I’ve always been told to judge the tree by the fruit, and I’m not afraid to call patriarchy and misogyny what it is: rotten fruit.
So I write to speak out to the voices who want me silent.
But most of all I write for others like me, who have been through the same spiritual/emotional abuse or who have been through similar experiences. I write because I know not everyone in an abusive situation has the ability to speak up or voice their experiences. Because I know what that feels like, being alone with the secrets you aren’t allowed to speak of. I know what it feels like to think no one else would understand. And I know that ember of hope that ignites when you find someone who gets it with little explanation.

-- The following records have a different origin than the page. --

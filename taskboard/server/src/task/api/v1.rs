use crate::auth::CurrentUser;
use crate::task::TaskStatus;
use crate::task::repository::TaskRepositoryError;
use crate::task::request::{TaskRequest, ValidationError};
use crate::task::response::TaskJson;
use crate::task::service::TaskService;
use crate::web::api::ErrorResponse;
use axum::{
    Router,
    extract::{
        Path, State,
        rejection::{JsonRejection, PathRejection},
    },
    http::StatusCode,
    response::{IntoResponse, Json, Response},
    routing::get,
};
use std::sync::Arc;

/// Error type for task API operations.
#[derive(Debug, thiserror::Error)]
pub enum TaskApiError {
    /// The payload was well-formed JSON but failed validation.
    #[error("Invalid task: {0}")]
    Validation(#[from] ValidationError),
    /// The body or path could not be parsed.
    #[error("Malformed request: {0}")]
    MalformedRequest(String),
    /// The task does not exist for the caller.
    #[error("Task with ID {0} not found")]
    NotFound(u64),
    /// Any other repository failure.
    #[error("Task storage failed: {0}")]
    Persistence(#[source] TaskRepositoryError),
}

impl From<TaskRepositoryError> for TaskApiError {
    fn from(err: TaskRepositoryError) -> Self {
        match err {
            TaskRepositoryError::NotFound(task_id) => TaskApiError::NotFound(task_id),
            other => TaskApiError::Persistence(other),
        }
    }
}

impl From<JsonRejection> for TaskApiError {
    fn from(rejection: JsonRejection) -> Self {
        TaskApiError::MalformedRequest(rejection.body_text())
    }
}

impl From<PathRejection> for TaskApiError {
    fn from(rejection: PathRejection) -> Self {
        TaskApiError::MalformedRequest(rejection.body_text())
    }
}

impl IntoResponse for TaskApiError {
    fn into_response(self) -> Response {
        let (status_code, error_response) = match &self {
            TaskApiError::Validation(err) => (
                StatusCode::BAD_REQUEST,
                ErrorResponse::new("VALIDATION_ERROR", err.to_string()),
            ),
            TaskApiError::MalformedRequest(message) => (
                StatusCode::BAD_REQUEST,
                ErrorResponse::new("BAD_REQUEST", message.clone()),
            ),
            TaskApiError::NotFound(_) => (
                StatusCode::NOT_FOUND,
                ErrorResponse::new("NOT_FOUND", self.to_string()),
            ),
            TaskApiError::Persistence(_) => (
                StatusCode::INTERNAL_SERVER_ERROR,
                ErrorResponse::new(
                    "INTERNAL_SERVER_ERROR",
                    "An unexpected error occurred while processing your request. Please try again later.",
                ),
            ),
        };

        (status_code, Json(error_response)).into_response()
    }
}

/// Binds task requests, runs them through the [`TaskService`] on behalf of
/// the caller and renders the results.
#[derive(Clone)]
pub struct TaskController {
    service: TaskService,
}

impl TaskController {
    pub fn new(service: TaskService) -> Self {
        Self { service }
    }

    /// Creates a task owned by the caller with status `new`.
    #[tracing::instrument(skip(self))]
    pub async fn save(
        &self,
        caller: &CurrentUser,
        payload: &TaskRequest,
    ) -> Result<TaskJson, TaskApiError> {
        let task = payload
            .to_domain()
            .inspect_err(|err| tracing::warn!("TaskController::save rejected payload: {}", err))?
            .with_user_id(caller.id)
            .with_status(TaskStatus::New);

        let task = self
            .service
            .save(task)
            .await
            .inspect_err(|err| tracing::error!("TaskController::save failed: {}", err))?;
        Ok(TaskJson::from(task))
    }

    /// Lists the caller's tasks.
    #[tracing::instrument(skip(self))]
    pub async fn find_by_user_id(&self, caller: &CurrentUser) -> Result<Vec<TaskJson>, TaskApiError> {
        let tasks = self
            .service
            .find_by_user_id(caller.id)
            .await
            .inspect_err(|err| tracing::error!("TaskController::find_by_user_id failed: {}", err))?;
        Ok(TaskJson::from_collection(tasks))
    }

    #[tracing::instrument(skip(self))]
    pub async fn find_by_task_id(
        &self,
        caller: &CurrentUser,
        task_id: u64,
    ) -> Result<TaskJson, TaskApiError> {
        let task = self
            .service
            .find_by_task_id(task_id, caller.id)
            .await
            .inspect_err(|err| tracing::error!("TaskController::find_by_task_id failed: {}", err))?;
        Ok(TaskJson::from(task))
    }

    /// Replaces title, description and deadline of one of the caller's tasks.
    #[tracing::instrument(skip(self))]
    pub async fn update_by_task_id(
        &self,
        caller: &CurrentUser,
        task_id: u64,
        payload: &TaskRequest,
    ) -> Result<TaskJson, TaskApiError> {
        let task = payload
            .to_domain()
            .inspect_err(|err| {
                tracing::warn!("TaskController::update_by_task_id rejected payload: {}", err)
            })?
            .with_id(task_id)
            .with_user_id(caller.id);

        let task = self
            .service
            .update_by_task_id(task)
            .await
            .inspect_err(|err| {
                tracing::error!("TaskController::update_by_task_id failed: {}", err)
            })?;
        Ok(TaskJson::from(task))
    }

    #[tracing::instrument(skip(self))]
    pub async fn delete_by_task_id(
        &self,
        caller: &CurrentUser,
        task_id: u64,
    ) -> Result<(), TaskApiError> {
        self.service
            .delete_by_task_id(task_id, caller.id)
            .await
            .inspect_err(|err| {
                tracing::error!("TaskController::delete_by_task_id failed: {}", err)
            })?;
        Ok(())
    }
}

/// Handler for POST /api/v1/tasks - Creates a task for the caller.
#[tracing::instrument(skip(controller, payload))]
#[utoipa::path(
    post,
    path = "/api/v1/tasks",
    request_body = TaskRequest,
    responses(
        (status = 201, description = "Task created", body = TaskJson),
        (status = 400, description = "Malformed or invalid payload", body = ErrorResponse),
        (status = 401, description = "Missing or invalid bearer token", body = ErrorResponse),
        (status = 500, description = "Internal server error", body = ErrorResponse)
    ),
    security(("bearer_auth" = [])),
    tag = "Tasks"
)]
pub async fn save_task_handler(
    State(controller): State<Arc<TaskController>>,
    current_user: CurrentUser,
    payload: Result<Json<TaskRequest>, JsonRejection>,
) -> Result<(StatusCode, Json<TaskJson>), TaskApiError> {
    let Json(payload) = payload?;
    let task = controller.save(&current_user, &payload).await?;
    Ok((StatusCode::CREATED, Json(task)))
}

/// Handler for GET /api/v1/tasks - Lists the caller's tasks.
#[tracing::instrument(skip(controller))]
#[utoipa::path(
    get,
    path = "/api/v1/tasks",
    responses(
        (status = 200, description = "Successfully retrieved tasks", body = Vec<TaskJson>),
        (status = 401, description = "Missing or invalid bearer token", body = ErrorResponse),
        (status = 500, description = "Internal server error", body = ErrorResponse)
    ),
    security(("bearer_auth" = [])),
    tag = "Tasks"
)]
pub async fn get_tasks_handler(
    State(controller): State<Arc<TaskController>>,
    current_user: CurrentUser,
) -> Result<Json<Vec<TaskJson>>, TaskApiError> {
    let tasks = controller.find_by_user_id(&current_user).await?;
    Ok(Json(tasks))
}

/// Handler for GET /api/v1/tasks/{task_id} - Returns one of the caller's tasks.
#[tracing::instrument(skip(controller, task_id))]
#[utoipa::path(
    get,
    path = "/api/v1/tasks/{task_id}",
    params(
        ("task_id" = u64, Path, description = "ID of the task")
    ),
    responses(
        (status = 200, description = "Successfully retrieved task", body = TaskJson),
        (status = 400, description = "Malformed task ID", body = ErrorResponse),
        (status = 401, description = "Missing or invalid bearer token", body = ErrorResponse),
        (status = 404, description = "Task not found", body = ErrorResponse),
        (status = 500, description = "Internal server error", body = ErrorResponse)
    ),
    security(("bearer_auth" = [])),
    tag = "Tasks"
)]
pub async fn get_task_handler(
    State(controller): State<Arc<TaskController>>,
    current_user: CurrentUser,
    task_id: Result<Path<u64>, PathRejection>,
) -> Result<Json<TaskJson>, TaskApiError> {
    let Path(task_id) = task_id?;
    let task = controller.find_by_task_id(&current_user, task_id).await?;
    Ok(Json(task))
}

/// Handler for PUT /api/v1/tasks/{task_id} - Updates one of the caller's tasks.
#[tracing::instrument(skip(controller, task_id, payload))]
#[utoipa::path(
    put,
    path = "/api/v1/tasks/{task_id}",
    params(
        ("task_id" = u64, Path, description = "ID of the task")
    ),
    request_body = TaskRequest,
    responses(
        (status = 200, description = "Task updated", body = TaskJson),
        (status = 400, description = "Malformed task ID or payload", body = ErrorResponse),
        (status = 401, description = "Missing or invalid bearer token", body = ErrorResponse),
        (status = 404, description = "Task not found", body = ErrorResponse),
        (status = 500, description = "Internal server error", body = ErrorResponse)
    ),
    security(("bearer_auth" = [])),
    tag = "Tasks"
)]
pub async fn update_task_handler(
    State(controller): State<Arc<TaskController>>,
    current_user: CurrentUser,
    task_id: Result<Path<u64>, PathRejection>,
    payload: Result<Json<TaskRequest>, JsonRejection>,
) -> Result<Json<TaskJson>, TaskApiError> {
    let Path(task_id) = task_id?;
    let Json(payload) = payload?;
    let task = controller
        .update_by_task_id(&current_user, task_id, &payload)
        .await?;
    Ok(Json(task))
}

/// Handler for DELETE /api/v1/tasks/{task_id} - Deletes one of the caller's tasks.
#[tracing::instrument(skip(controller, task_id))]
#[utoipa::path(
    delete,
    path = "/api/v1/tasks/{task_id}",
    params(
        ("task_id" = u64, Path, description = "ID of the task")
    ),
    responses(
        (status = 204, description = "Task deleted"),
        (status = 400, description = "Malformed task ID", body = ErrorResponse),
        (status = 401, description = "Missing or invalid bearer token", body = ErrorResponse),
        (status = 404, description = "Task not found", body = ErrorResponse),
        (status = 500, description = "Internal server error", body = ErrorResponse)
    ),
    security(("bearer_auth" = [])),
    tag = "Tasks"
)]
pub async fn delete_task_handler(
    State(controller): State<Arc<TaskController>>,
    current_user: CurrentUser,
    task_id: Result<Path<u64>, PathRejection>,
) -> Result<StatusCode, TaskApiError> {
    let Path(task_id) = task_id?;
    controller.delete_by_task_id(&current_user, task_id).await?;
    Ok(StatusCode::NO_CONTENT)
}

/// Creates and returns the tasks API router.
pub fn create_api_router(controller: Arc<TaskController>) -> Router {
    Router::new()
        .route("/tasks", get(get_tasks_handler).post(save_task_handler))
        .route(
            "/tasks/{task_id}",
            get(get_task_handler)
                .put(update_task_handler)
                .delete(delete_task_handler),
        )
        .with_state(controller)
}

When I write, I think about all the girls who grew up internalizing spiritualized misogyny, who were taught their value would be rooted in their relationship with a man. I think about the girls told to be quiet and stay home. I think about the girls and boys who were raised to live in small boxes of gender norms. I think about the women who knew intuitively that there must be more than what was given them as their destiny, who wanted their families to be happy and so sacrificed themselves. I think about the queer kids who weren’t allowed to be themselves, who were abused in the name of “conversion therapy.” I think about the families who tried so hard only to never be enough. I think about so many who have been mistreated and ignored and silenced in our churches and beyond. I think about those who tried to find justification for the harm, joy in the pain, who suffered alone.
Somehow knowing we have been through similar trauma brings us together, gives a kind of community we never had before. We survived hard things. We’re still here. And I pray everything I write brings help or healing to those who read, because writing brings a kind of healing to me. You aren’t alone.